Par : Maxime D.-Pomerleau

Le gratin artistique et médiatique était réuni au Théâtre Outremont pour la rentrée montréalaise de Fabien Cloutier, auteur et comédien bien connu pour son style décapant. C’est en famille que l’artiste a livré son premier spectacle d’humour, devant plusieurs acteurs avec qui il a travaillé dans le passé et des collaborateurs de Radio-Canada, où il tient plusieurs chroniques régulières.
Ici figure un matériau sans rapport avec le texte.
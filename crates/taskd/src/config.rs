//! Process configuration: defaults, an optional TOML file layer, and
//! env/CLI overrides — in that priority order, following the same
//! env-overrides-file-overrides-defaults discipline as the teacher's
//! configuration crate.

use std::net::SocketAddr;
use std::path::{Path, PathBuf};

use clap::Parser;
use serde::Deserialize;

use crate::error::TaskdError;

/// `MAX_TASKS` floor from §5.B.
const MIN_MAX_TASKS: usize = 20;
/// `Q` floor from §4.F.
const MIN_QUEUE_CAPACITY: usize = 20;
/// `LINE_MAX` floor from §4.G.
const MIN_LINE_MAX: usize = 4096;
/// `MAX_CLIENTS` floor from §4.G.
const MIN_MAX_CLIENTS: usize = 50;

#[derive(Debug, Clone)]
pub struct EngineConfig {
    pub bind: SocketAddr,
    pub max_tasks: usize,
    pub queue_capacity: usize,
    pub line_max: usize,
    pub max_clients: usize,
}

impl Default for EngineConfig {
    fn default() -> Self {
        EngineConfig {
            bind: "0.0.0.0:8080".parse().expect("valid default bind address"),
            max_tasks: MIN_MAX_TASKS,
            queue_capacity: MIN_QUEUE_CAPACITY,
            line_max: MIN_LINE_MAX,
            max_clients: MIN_MAX_CLIENTS,
        }
    }
}

impl EngineConfig {
    fn validate(&self) -> Result<(), TaskdError> {
        if self.max_tasks < MIN_MAX_TASKS {
            return Err(TaskdError::InvalidConfig(format!(
                "max_tasks must be >= {MIN_MAX_TASKS}, got {}",
                self.max_tasks
            )));
        }
        if self.queue_capacity < MIN_QUEUE_CAPACITY {
            return Err(TaskdError::InvalidConfig(format!(
                "queue_capacity must be >= {MIN_QUEUE_CAPACITY}, got {}",
                self.queue_capacity
            )));
        }
        if self.line_max < MIN_LINE_MAX {
            return Err(TaskdError::InvalidConfig(format!(
                "line_max must be >= {MIN_LINE_MAX}, got {}",
                self.line_max
            )));
        }
        if self.max_clients < MIN_MAX_CLIENTS {
            return Err(TaskdError::InvalidConfig(format!(
                "max_clients must be >= {MIN_MAX_CLIENTS}, got {}",
                self.max_clients
            )));
        }
        Ok(())
    }
}

/// The optional TOML overlay. Every field is optional so a partial file
/// only overrides what it names, leaving the rest at their defaults.
#[derive(Debug, Default, Deserialize)]
struct FileConfig {
    bind: Option<SocketAddr>,
    max_tasks: Option<usize>,
    queue_capacity: Option<usize>,
    line_max: Option<usize>,
    max_clients: Option<usize>,
}

impl FileConfig {
    fn load(path: &Path) -> Result<Self, TaskdError> {
        let text = std::fs::read_to_string(path).map_err(|source| TaskdError::ConfigRead {
            path: path.display().to_string(),
            source,
        })?;
        toml::from_str(&text).map_err(|source| TaskdError::ConfigParse {
            path: path.display().to_string(),
            source,
        })
    }

    fn apply_to(self, cfg: &mut EngineConfig) {
        if let Some(v) = self.bind {
            cfg.bind = v;
        }
        if let Some(v) = self.max_tasks {
            cfg.max_tasks = v;
        }
        if let Some(v) = self.queue_capacity {
            cfg.queue_capacity = v;
        }
        if let Some(v) = self.line_max {
            cfg.line_max = v;
        }
        if let Some(v) = self.max_clients {
            cfg.max_clients = v;
        }
    }
}

/// Command-line / environment overrides. Every knob (but the config file
/// path itself) is `Option` with no `default_value`: `None` means "not
/// supplied on the CLI or via its env var", so the file layer and the
/// built-in defaults underneath it are left alone.
#[derive(Debug, Parser)]
#[command(name = "taskd", about = "Network-controlled dynamic periodic task engine")]
pub struct Cli {
    /// TCP address to accept control connections on.
    #[arg(long, env = "TASKD_BIND")]
    bind: Option<SocketAddr>,

    /// Maximum concurrent active task instances (must be >= 20).
    #[arg(long, env = "TASKD_MAX_TASKS")]
    max_tasks: Option<usize>,

    /// Event queue capacity (must be >= 20).
    #[arg(long, env = "TASKD_QUEUE_CAPACITY")]
    queue_capacity: Option<usize>,

    /// Maximum bytes in one protocol line (must be >= 4096).
    #[arg(long, env = "TASKD_LINE_MAX")]
    line_max: Option<usize>,

    /// Maximum concurrent client connections (must be >= 50).
    #[arg(long, env = "TASKD_MAX_CLIENTS")]
    max_clients: Option<usize>,

    /// Optional TOML file providing defaults beneath CLI/env overrides.
    #[arg(long, env = "TASKD_CONFIG_FILE")]
    config_file: Option<PathBuf>,
}

impl Cli {
    fn apply_to(self, cfg: &mut EngineConfig) {
        if let Some(v) = self.bind {
            cfg.bind = v;
        }
        if let Some(v) = self.max_tasks {
            cfg.max_tasks = v;
        }
        if let Some(v) = self.queue_capacity {
            cfg.queue_capacity = v;
        }
        if let Some(v) = self.line_max {
            cfg.line_max = v;
        }
        if let Some(v) = self.max_clients {
            cfg.max_clients = v;
        }
    }
}

/// Loads the effective configuration: defaults, overlaid by an optional
/// TOML file, overlaid by CLI flags/their env vars (clap resolves the
/// CLI-vs-env precedence for each flag on its own), then validated.
pub fn load() -> Result<EngineConfig, TaskdError> {
    let cli = Cli::parse();
    let mut cfg = EngineConfig::default();

    if let Some(path) = &cli.config_file {
        FileConfig::load(path)?.apply_to(&mut cfg);
    }

    cli.apply_to(&mut cfg);
    cfg.validate()?;
    Ok(cfg)
}

#[cfg(test)]
mod tests {
    use super::*;

    #[test]
    fn defaults_satisfy_their_own_floors() {
        EngineConfig::default().validate().unwrap();
    }

    #[test]
    fn below_floor_max_tasks_is_rejected() {
        let mut cfg = EngineConfig::default();
        cfg.max_tasks = 1;
        assert!(cfg.validate().is_err());
    }

    #[test]
    fn file_overlay_applies_only_named_fields() {
        let mut cfg = EngineConfig::default();
        let file = FileConfig {
            max_tasks: Some(30),
            ..Default::default()
        };
        let default_bind = cfg.bind;
        file.apply_to(&mut cfg);
        assert_eq!(cfg.max_tasks, 30);
        assert_eq!(cfg.bind, default_bind);
    }

    #[test]
    fn file_config_parses_partial_toml() {
        let dir = tempfile::tempdir().unwrap();
        let path = dir.path().join("taskd.toml");
        std::fs::write(&path, "max_tasks = 42\nmax_clients = 75\n").unwrap();

        let file = FileConfig::load(&path).unwrap();
        assert_eq!(file.max_tasks, Some(42));
        assert_eq!(file.max_clients, Some(75));
        assert_eq!(file.bind, None);
    }
}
Dans son premier one-man show, Assume, Cloutier s’amuse avec sa verve habituelle à critiquer les travers de ses contemporains, desquels le public se distancie, évidemment. On retrouve donc un gars plein d’aplomb qui ressemble beaucoup au chum à Chabot, qu’on a connu avec Scotstown et Cranbourne, signe que le personnage n’est peut-être pas très loin de l’auteur après tout. Dès qu’il empoigne son micro, Fabien Cloutier nous emmène dans une virée de 90 minutes, où il grossit les travers des gens pour monter des caricatures dont il narre avec ardeur les expériences de vie intimes, sexuelles et virtuelles. Il malmène gentiment les Jacquelin et Yves de ce monde poqué, et nous rappelle l’existence de ces gens sans histoire apparente, au quotidien fade qu’on cherche à éviter par tous les moyens, et à qui on ressemble beaucoup plus qu’on veut le croire.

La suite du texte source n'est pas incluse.